Dr. Philip Ryken ’88
Wheaton College President
Liberal arts learning is a conversation as ancient as Plato’s dialogues with Socrates and as recent as the dormitory discussion that started last night after dinner and continued past midnight.
This enduring conversation assumes that we often disagree—about ideas and their consequences, about our goals for our beloved community, about biblical interpretation and application. Because we disagree, we discuss, and even argue.
In our increasingly polarized society, the disagreements have become sharper. We see this in the church as well as in the culture at large. Our political differences, social concerns, and theological convictions often provoke contentious words and scornful attitudes.
Wheaton College is no exception. When disagreements spark controversy on our liberal arts campus, some of the heartfelt responses that students, faculty, staff, alumni, and parents post on social media, for example, are less charitable than they could be.
It is good for all of us to revisit Paul’s teaching in Romans 14 about how to honor God when we disagree.
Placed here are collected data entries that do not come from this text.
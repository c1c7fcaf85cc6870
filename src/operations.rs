//! Command-level operations.
//!
//! Every operation works on a copy of the caller's document. The copy
//! replaces the original only when no error was reported, so a failed
//! operation leaves the document exactly as it was. Errors come back as
//! [`Error::Reports`] carrying every report collected, not just the first;
//! on success the returned list holds the warnings and informational
//! items.

use crate::config::Config;
use crate::constraints::{
    BuildContext, LocationTarget, Options, ResourceSetSpec, colocation, location, order, ticket,
};
use crate::duplicates;
use crate::error::{Error, Result};
use crate::locator;
use crate::removal::{ElementsToRemove, remove_specified_elements};
use crate::reports::{ReportItem, ReportList, ReportMessage};
use cibtree::{Document, NodeId};

/// Remove elements and everything depending on them.
pub fn remove_elements<I, S>(doc: &mut Document, ids: I, config: &Config) -> Result<ReportList>
where
    I: IntoIterator<Item = S>,
    S: AsRef<str>,
{
    let elements = ElementsToRemove::new(doc, ids)?;
    let mut reports = elements.reports(&config.removal);
    if reports.has_errors() {
        return Err(Error::Reports(reports));
    }
    if !elements.resources_to_remove().is_empty() {
        reports.push(ReportItem::info(ReportMessage::CibRemoveResources {
            id_list: elements.resources_to_remove().to_vec(),
        }));
    }

    remove_specified_elements(doc, &elements);
    Ok(reports)
}

/// Run a builder and the duplicate check on a copy of `doc`.
fn build_checked<F>(doc: &mut Document, config: &Config, build: F) -> Result<ReportList>
where
    F: FnOnce(&mut Document, &mut BuildContext) -> Result<Option<NodeId>>,
{
    let mut wip = doc.clone();
    let mut ctx = BuildContext::new(config);

    if let Some(constraint) = build(&mut wip, &mut ctx)? {
        let section = locator::constraints_section(&wip)?;
        let duplicates = duplicates::check(&wip, section, constraint, &ctx.force_flags)?;
        ctx.reports.append(duplicates);
    }

    if ctx.reports.has_errors() {
        return Err(Error::Reports(ctx.reports));
    }
    *doc = wip;
    Ok(ctx.reports)
}

/// Create a colocation constraint over resource sets.
pub fn create_colocation_with_sets(
    doc: &mut Document,
    sets: &[ResourceSetSpec],
    options: &Options,
    config: &Config,
) -> Result<ReportList> {
    build_checked(doc, config, |wip, ctx| {
        colocation::create_with_sets(wip, ctx, sets, options)
    })
}

/// Create an order constraint over resource sets.
pub fn create_order_with_sets(
    doc: &mut Document,
    sets: &[ResourceSetSpec],
    options: &Options,
    config: &Config,
) -> Result<ReportList> {
    build_checked(doc, config, |wip, ctx| {
        order::create_with_sets(wip, ctx, sets, options)
    })
}

/// Create a ticket constraint over resource sets.
pub fn create_ticket_with_sets(
    doc: &mut Document,
    sets: &[ResourceSetSpec],
    options: &Options,
    config: &Config,
) -> Result<ReportList> {
    build_checked(doc, config, |wip, ctx| {
        ticket::create_with_sets(wip, ctx, sets, options)
    })
}

/// Create a colocation constraint between two resources.
pub fn create_colocation(
    doc: &mut Document,
    rsc: &str,
    with_rsc: &str,
    options: &Options,
    config: &Config,
) -> Result<ReportList> {
    build_checked(doc, config, |wip, ctx| {
        colocation::create_plain(wip, ctx, rsc, with_rsc, options)
    })
}

/// Create an order constraint between two resources.
pub fn create_order(
    doc: &mut Document,
    first: &str,
    then: &str,
    options: &Options,
    config: &Config,
) -> Result<ReportList> {
    build_checked(doc, config, |wip, ctx| {
        order::create_plain(wip, ctx, first, then, options)
    })
}

/// Create a ticket constraint for a resource.
pub fn create_ticket(
    doc: &mut Document,
    ticket_name: &str,
    rsc: &str,
    options: &Options,
    config: &Config,
) -> Result<ReportList> {
    build_checked(doc, config, |wip, ctx| {
        ticket::create_plain(wip, ctx, ticket_name, rsc, options)
    })
}

/// Create a location constraint holding one rule.
pub fn create_location_with_rule(
    doc: &mut Document,
    target: &LocationTarget,
    rule: &str,
    constraint_options: &Options,
    rule_options: &Options,
    config: &Config,
) -> Result<ReportList> {
    build_checked(doc, config, |wip, ctx| {
        location::create_with_rule(wip, ctx, target, rule, constraint_options, rule_options)
    })
}

/// Add a rule to an existing location constraint.
pub fn add_rule_to_location(
    doc: &mut Document,
    constraint_id: &str,
    rule: &str,
    rule_options: &Options,
    config: &Config,
) -> Result<ReportList> {
    build_checked(doc, config, |wip, ctx| {
        location::add_rule(wip, ctx, constraint_id, rule, rule_options)
    })
}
The apostle’s argument assumes that there are right and wrong answers to the questions that divided the first Christians in Rome, as there are in the disputes of our own day. Because there are right answers, one of the proper goals of liberal arts learning is to pursue truth through dialogue.
Yet Paul is less concerned about getting and giving the right answer than he is with how Christians treat one another. Convincing someone else that they have the wrong view is not the goal. The goal, rather, is to “pursue what makes for peace and for mutual upbuilding” (v. 19).
So, Paul tells the Romans not to “quarrel over opinions” (v. 1), and not to “despise” or “pass judgment” on Christians who disagree (v. 3). When disagreements do arise, it is good for us to be “fully convinced” in our own minds (v. 5). But it is more important for us to keep “walking in love” (v. 15).
These wise words help us test our political, social, intellectual, and theological discourse. Are my convictions making me contentious? How can I pursue peace with other Christians when we disagree? What difference does it make when Christ-like love truly animates the continuous conversations we have at a Christian liberal arts college?
Wheaton College will keep asking these questions—and striving to live out the answers.